Mackey-Kallis, Susan; Kirk-Elfenbein, Sharon
Teaching family communication is unique. However, unlike courses in small group and interpersonal communication, which illustrates communication processes in experiential settings, family communication courses cannot create "families" in the classroom. As such, film and television depictions of the family become all the more important in their ability to illustrate key concepts of family communication theory while providing common experiences for classroom discussion. Accordingly, this paper has two purposes: (1) to inform and affirm the ways in which films and television programming can be used to illustrate significant family concepts, relationships, and issues in family communication courses; and (2) to demonstrate how the examination of media families helps students to learn more about culture's representation of this most important social institution. After exploring the impact of mass media portrayals of families, the paper discusses ways in which such films as "Ordinary People,""Terms of Endearment,""On Golden Pond," and "Frances" can be used to teach various family communication concepts and topics. The use of films' and television shows' depictions of the family in a course stimulates students to take a closer look at their own families and themselves, and to understand how mass mediated images of the family shape their own expectations of family life.

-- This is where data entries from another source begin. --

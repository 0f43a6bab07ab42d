//! Cards for the 40-card Cassino deck.
//!
//! ## Deck composition
//!
//! Cassino plays with 4 suits × 10 ranks (ace through ten, no court
//! cards), for exactly 40 unique cards. Every rank maps to a capture
//! value in 1..=10 with the ace low.
//!
//! `Card` is an immutable value type; equality is by (rank, suit).

use serde::{Deserialize, Serialize};

/// One of the four suits.
#[derive(Clone, Copy, Debug, PartialEq, Eq, Hash, Serialize, Deserialize)]
pub enum Suit {
    Clubs,
    Diamonds,
    Hearts,
    Spades,
}

impl Suit {
    /// All four suits, in deck-construction order.
    pub const ALL: [Suit; 4] = [Suit::Clubs, Suit::Diamonds, Suit::Hearts, Suit::Spades];

    /// Single-character symbol for display.
    #[must_use]
    pub const fn symbol(self) -> char {
        match self {
            Suit::Clubs => '♣',
            Suit::Diamonds => '♦',
            Suit::Hearts => '♥',
            Suit::Spades => '♠',
        }
    }
}

impl std::fmt::Display for Suit {
    fn fmt(&self, f: &mut std::fmt::Formatter<'_>) -> std::fmt::Result {
        write!(f, "{}", self.symbol())
    }
}

/// Card rank: ace through ten. No court cards in a Cassino deck.
#[derive(Clone, Copy, Debug, PartialEq, Eq, Hash, Serialize, Deserialize)]
pub enum Rank {
    Ace,
    Two,
    Three,
    Four,
    Five,
    Six,
    Seven,
    Eight,
    Nine,
    Ten,
}

impl Rank {
    /// All ten ranks, ascending by capture value.
    pub const ALL: [Rank; 10] = [
        Rank::Ace,
        Rank::Two,
        Rank::Three,
        Rank::Four,
        Rank::Five,
        Rank::Six,
        Rank::Seven,
        Rank::Eight,
        Rank::Nine,
        Rank::Ten,
    ];

    /// Capture value of this rank: 1 for the ace, up to 10.
    #[must_use]
    pub const fn value(self) -> u8 {
        match self {
            Rank::Ace => 1,
            Rank::Two => 2,
            Rank::Three => 3,
            Rank::Four => 4,
            Rank::Five => 5,
            Rank::Six => 6,
            Rank::Seven => 7,
            Rank::Eight => 8,
            Rank::Nine => 9,
            Rank::Ten => 10,
        }
    }

    /// The rank with the given capture value, if one exists.
    #[must_use]
    pub const fn from_value(value: u8) -> Option<Rank> {
        match value {
            1 => Some(Rank::Ace),
            2 => Some(Rank::Two),
            3 => Some(Rank::Three),
            4 => Some(Rank::Four),
            5 => Some(Rank::Five),
            6 => Some(Rank::Six),
            7 => Some(Rank::Seven),
            8 => Some(Rank::Eight),
            9 => Some(Rank::Nine),
            10 => Some(Rank::Ten),
            _ => None,
        }
    }
}

impl std::fmt::Display for Rank {
    fn fmt(&self, f: &mut std::fmt::Formatter<'_>) -> std::fmt::Result {
        match self {
            Rank::Ace => write!(f, "A"),
            other => write!(f, "{}", other.value()),
        }
    }
}

/// A single playing card.
///
/// Copyable value type; the engine moves cards between locations by
/// value and relies on (rank, suit) equality for lookups.
#[derive(Clone, Copy, Debug, PartialEq, Eq, Hash, Serialize, Deserialize)]
pub struct Card {
    pub rank: Rank,
    pub suit: Suit,
}

impl Card {
    /// Create a card.
    #[must_use]
    pub const fn new(rank: Rank, suit: Suit) -> Self {
        Self { rank, suit }
    }

    /// Capture value of this card (the rank's value).
    #[must_use]
    pub const fn value(self) -> u8 {
        self.rank.value()
    }

    /// Build the full 40-card deck in a fixed canonical order.
    ///
    /// The caller shuffles; construction order is suit-major so the
    /// unshuffled deck is reproducible in tests.
    #[must_use]
    pub fn deck() -> Vec<Card> {
        let mut cards = Vec::with_capacity(40);
        for suit in Suit::ALL {
            for rank in Rank::ALL {
                cards.push(Card::new(rank, suit));
            }
        }
        cards
    }
}

impl std::fmt::Display for Card {
    fn fmt(&self, f: &mut std::fmt::Formatter<'_>) -> std::fmt::Result {
        write!(f, "{}{}", self.rank, self.suit)
    }
}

It is not so much students' tears or laughter after viewing a film that makes one better understand a family concept, but rather their follow-up questions, comments, and related personal stories. Critical analyses of families in film and television gives teachers and students a platform for discussing family life in America and the tools to delve more deeply into mass media portrayals. (Contains 49 references.) (RS)
Descriptors: Family Communication, Family Relationship, Family (Sociological Unit), Films, Higher Education, Mass Media Effects, Mass Media Role, Programming (Broadcast), Television
For full text: http://www.natcom.org/ctronline2/96-97mas.htm.
Publication Type: Opinion Papers
Education Level: N/A
Audience: Practitioners; Teachers
Authoring Institution: National Communication Association, Annandale, VA.